Leadership Black Holes
If you are scientifically inclined, you probably know what an interstellar black hole is. How about a leadership black hole?
First the interstellar variety: found at various places across our Milky Way Galaxy and beyond, an interstellar black hole, according to the scientists, is the remains of a dead star. But not just any kind of dead star. There are a variety of stars in the universe. Many are approximately the size and intensity of our sun. Some, however are larger – much larger. It is these very large stars that ultimately turn into black holes.
According to this theory, at some point in the past, when one of these very large stars ran out of thermonuclear energy, it collapsed on itself. Because of it’s great size, the gravitational pull of its mass pulled all the spent matter closer and closer together. What had been, at one point in time, a star that was significantly larger than our sun, collapsed down into a body the size of our earth or smaller. The matter packed in that space was so incredibly dense that the gravitational force became powerful enough that even light, traveling at 186,000 miles per second, could not escape it’s grasp. Hence the name, “black hole” – an interstellar black hole emits no light. It can’t be seen.

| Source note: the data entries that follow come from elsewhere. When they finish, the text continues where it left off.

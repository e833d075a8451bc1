//! One price check cycle
//!
//! `PriceMonitor` is the context object built once at startup: it owns the
//! collaborators, the cooldown store and the in-memory cooldown state, and
//! is handed to the scheduler which calls [`PriceMonitor::run_check`].

use std::sync::Arc;

use crate::alert::{self, Decision, Thresholds};
use crate::cooldown::{CooldownState, CooldownStore, format_slot};
use crate::logging::get_logger;
use crate::prices::{PriceSource, SlotKey};
use crate::slot::{Clock, SystemClock, current_slot_time};
use crate::telegram::Notifier;
use crate::timezone::DisplayTimezone;

/// Result of a single check, mainly for logging and tests
#[derive(Debug, Clone, PartialEq, Eq)]
pub enum CheckOutcome {
    /// Fetch failed or returned nothing; state untouched
    Skipped,
    /// No price at or below its threshold
    AboveThreshold,
    /// Green, but every green channel was already alerted for this slot
    AlreadyAlerted { slot: SlotKey },
    /// Message delivered for the listed channels
    Alerted { slot: SlotKey, fuel: bool, co2: bool },
    /// Delivery failed; cooldown left as it was so the next tick retries
    DeliveryFailed { slot: SlotKey },
}

/// Check-cycle context
pub struct PriceMonitor {
    source: Box<dyn PriceSource>,
    notifier: Box<dyn Notifier>,
    clock: Arc<dyn Clock>,
    store: CooldownStore,
    state: CooldownState,
    thresholds: Thresholds,
    chat_id: String,
    timezone: DisplayTimezone,
    logger: crate::logging::StructuredLogger,
}

impl PriceMonitor {
    /// Build the context and load the persisted cooldown state
    pub fn new(
        source: Box<dyn PriceSource>,
        notifier: Box<dyn Notifier>,
        store: CooldownStore,
        thresholds: Thresholds,
        chat_id: impl Into<String>,
    ) -> Self {
        let state = store.load();
        Self {
            source,
            notifier,
            clock: Arc::new(SystemClock),
            store,
            state,
            thresholds,
            chat_id: chat_id.into(),
            timezone: DisplayTimezone::Local,
            logger: get_logger("monitor"),
        }
    }

    pub fn with_clock(mut self, clock: Arc<dyn Clock>) -> Self {
        self.clock = clock;
        self
    }

    pub fn with_timezone(mut self, timezone: DisplayTimezone) -> Self {
        self.timezone = timezone;
        self
    }

    pub fn clock(&self) -> Arc<dyn Clock> {
        Arc::clone(&self.clock)
    }

    pub fn timezone(&self) -> DisplayTimezone {
        self.timezone
    }

    pub fn state(&self) -> &CooldownState {
        &self.state
    }

    /// Log what was restored from disk
    pub fn log_restored_state(&self) {
        self.logger.info(&format!(
            "Cooldown state loaded - last check: {}, last fuel slot: {}, last CO2 slot: {}",
            self.timezone.format_last_check(self.state.last_check),
            format_slot(self.state.last_fuel_slot.as_ref()),
            format_slot(self.state.last_co2_slot.as_ref()),
        ));
    }

    /// Fetch, decide, notify and persist. Never fails; every problem is
    /// logged and reflected in the outcome.
    pub async fn run_check(&mut self) -> CheckOutcome {
        let now = self.clock.now();
        self.logger.info(&format!(
            "Checking prices at {} ({})...",
            self.timezone.format(now, "%H:%M:%S"),
            self.timezone
        ));

        let prices = match self.source.fetch_prices().await {
            Ok(p) => p,
            Err(e) => {
                self.logger.error(&format!("Error fetching prices: {}", e));
                return CheckOutcome::Skipped;
            }
        };

        let slot_time = current_slot_time(now);
        let Some(decision) = alert::decide(&prices, &slot_time, &self.thresholds, &self.state)
        else {
            self.logger.warn("API returned empty price list");
            return CheckOutcome::Skipped;
        };

        if !decision.exact_match {
            self.logger.warn(&format!(
                "No price found for time slot {}, using last available slot {} (day {})",
                slot_time, decision.matched.time, decision.matched.day
            ));
        }

        self.logger.info(&format!(
            "Current prices - Fuel: ${}/t, CO2: ${}/t (slot: {}, day: {})",
            decision.matched.fuel_price,
            decision.matched.co2_price,
            decision.matched.time,
            decision.matched.day
        ));

        self.state.last_check = Some(now);
        let outcome = self.deliver(&decision).await;
        self.store.save(&self.state);
        outcome
    }

    async fn deliver(&mut self, decision: &Decision) -> CheckOutcome {
        let slot = decision.slot_key.clone();

        if !decision.any_green() {
            self.logger.info("Prices above threshold, no alert needed");
            return CheckOutcome::AboveThreshold;
        }

        let Some(message) = decision.message() else {
            self.logger.info(&format!(
                "Prices are green but already alerted for slot {}",
                slot
            ));
            return CheckOutcome::AlreadyAlerted { slot };
        };

        if let Err(e) = self.notifier.send(&self.chat_id, &message).await {
            self.logger
                .error(&format!("Error sending Telegram alert: {}", e));
            return CheckOutcome::DeliveryFailed { slot };
        }

        self.state.record_delivery(decision);
        if decision.fire_fuel {
            self.logger.info(&format!(
                "Fuel alert sent (${}/t <= ${}/t threshold, slot {})",
                decision.matched.fuel_price, self.thresholds.fuel, slot
            ));
        }
        if decision.fire_co2 {
            self.logger.info(&format!(
                "CO2 alert sent (${}/t <= ${}/t threshold, slot {})",
                decision.matched.co2_price, self.thresholds.co2, slot
            ));
        }

        CheckOutcome::Alerted {
            slot,
            fuel: decision.fire_fuel,
            co2: decision.fire_co2,
        }
    }
}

So if an interstellar black hole can’t be seen, how do astronomers know about black holes? By the influence they exert on the space around them. While they can’t be seen, their impact is noticed other places.
Let’s think about the leadership analogy. The moral character of a leader is critically important to his or her long-term effectiveness (For argument’s sake, I concede that there have been some “effective leaders” with horrible character. One only needs to think about the likes of Adolph Hitler to see so. What we are thinking about in this article are leaders that want the best for themselves, their organizations and their communities). In big ways, and in little, “who the leader is” impacts their ability to lead.

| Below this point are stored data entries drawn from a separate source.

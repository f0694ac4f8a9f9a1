//! Parsing decimal strings into unscaled values.
//!
//! Accepted shape: optional `+`/`-` sign, optional integer digits, optional
//! `.` followed by fraction digits; at least one digit overall. `-.25` is a
//! zero integer part. Fraction digits beyond the scale do not change the
//! accepted grammar, they only feed rounding: the first excess digit decides
//! the half boundary and the rest is sticky.

use crate::error::{ArithmeticError, ParseDecimalError};
use crate::rounding::{RoundingMode, TruncatedPart};
use crate::scale::ScaleMetrics;

pub(crate) fn parse_unscaled(
    sm: ScaleMetrics,
    rounding: RoundingMode,
    input: &str,
) -> Result<i64, ParseDecimalError> {
    let bytes = input.as_bytes();
    if bytes.is_empty() {
        return Err(ParseDecimalError::Empty);
    }
    let (negative, digits) = match bytes[0] {
        b'-' => (true, &bytes[1..]),
        b'+' => (false, &bytes[1..]),
        _ => (false, bytes),
    };
    let (int_digits, frac_digits) = match digits.iter().position(|&b| b == b'.') {
        Some(point) => (&digits[..point], &digits[point + 1..]),
        None => (digits, &digits[digits.len()..]),
    };
    if int_digits.is_empty() && frac_digits.is_empty() {
        return Err(ParseDecimalError::InvalidDigit);
    }

    let overflow = || {
        if negative {
            ParseDecimalError::NegOverflow
        } else {
            ParseDecimalError::PosOverflow
        }
    };

    let mut int_magnitude: u128 = 0;
    for &b in int_digits {
        if !b.is_ascii_digit() {
            return Err(ParseDecimalError::InvalidDigit);
        }
        int_magnitude = int_magnitude * 10 + (b - b'0') as u128;
        if int_magnitude > u64::MAX as u128 {
            return Err(overflow());
        }
    }

    let scale = sm.scale() as usize;
    let mut frac_magnitude: u64 = 0;
    let mut frac_len = 0usize;
    let mut first_excess: u8 = 0;
    let mut excess_tail_nonzero = false;
    for (i, &b) in frac_digits.iter().enumerate() {
        if !b.is_ascii_digit() {
            return Err(ParseDecimalError::InvalidDigit);
        }
        let digit = b - b'0';
        if i < scale {
            frac_magnitude = frac_magnitude * 10 + digit as u64;
            frac_len += 1;
        } else if i == scale {
            first_excess = digit;
        } else if digit != 0 {
            excess_tail_nonzero = true;
        }
    }
    // zero-extend a short fraction to the scale
    for _ in frac_len..scale {
        frac_magnitude *= 10;
    }
    let part = match (first_excess, excess_tail_nonzero) {
        (0, false) => TruncatedPart::Zero,
        (0..=4, _) => TruncatedPart::LessThanHalfButNotZero,
        (5, false) => TruncatedPart::EqualToHalf,
        _ => TruncatedPart::GreaterThanHalf,
    };

    let magnitude = int_magnitude * sm.scale_factor() as u128 + frac_magnitude as u128;
    let sign: i64 = if negative { -1 } else { 1 };
    let increment = rounding
        .calculate_increment(sign, magnitude & 1 != 0, part)
        .map_err(|e| match e {
            ArithmeticError::RoundingNecessary => ParseDecimalError::Inexact,
            _ => ParseDecimalError::InvalidDigit,
        })?;
    let rounded = magnitude + (increment != 0) as u128;

    let limit = i64::MAX as u128 + negative as u128;
    if rounded > limit {
        return Err(overflow());
    }
    Ok(if negative {
        (rounded as i128).wrapping_neg() as i64
    } else {
        rounded as i64
    })
}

Even those character traits that seem to be hidden – they have a habit of being revealed.
Cheat on your expense report? Nobody may ever find out. But slowly, over time, you begin to think about money differently. You develop a sense of entitlement. The company’s money is yours. You owe yourself. And slowly, you let financial compromise settle in.
Spend time looking at things on the Internet that you shouldn’t? You may cover your computer tracks well enough that no one ever knows. But it changes the way you look at the opposite sex. You lose the ability to see people for who they are; they become objects instead. Your leadership is compromised.
Do you have a temper that you do a good job of concealing at work? These types of things have a habit of being revealed. Like in traffic, when you cut in front of “that idiot going slowly in the fast lane.” Only to discover that he is a co-worker.
What kinds of leadership black holes are lurking in your life? How will they impact your ability to influence? What do you need to bring to the light so it doesn’t derail your leadership effectiveness?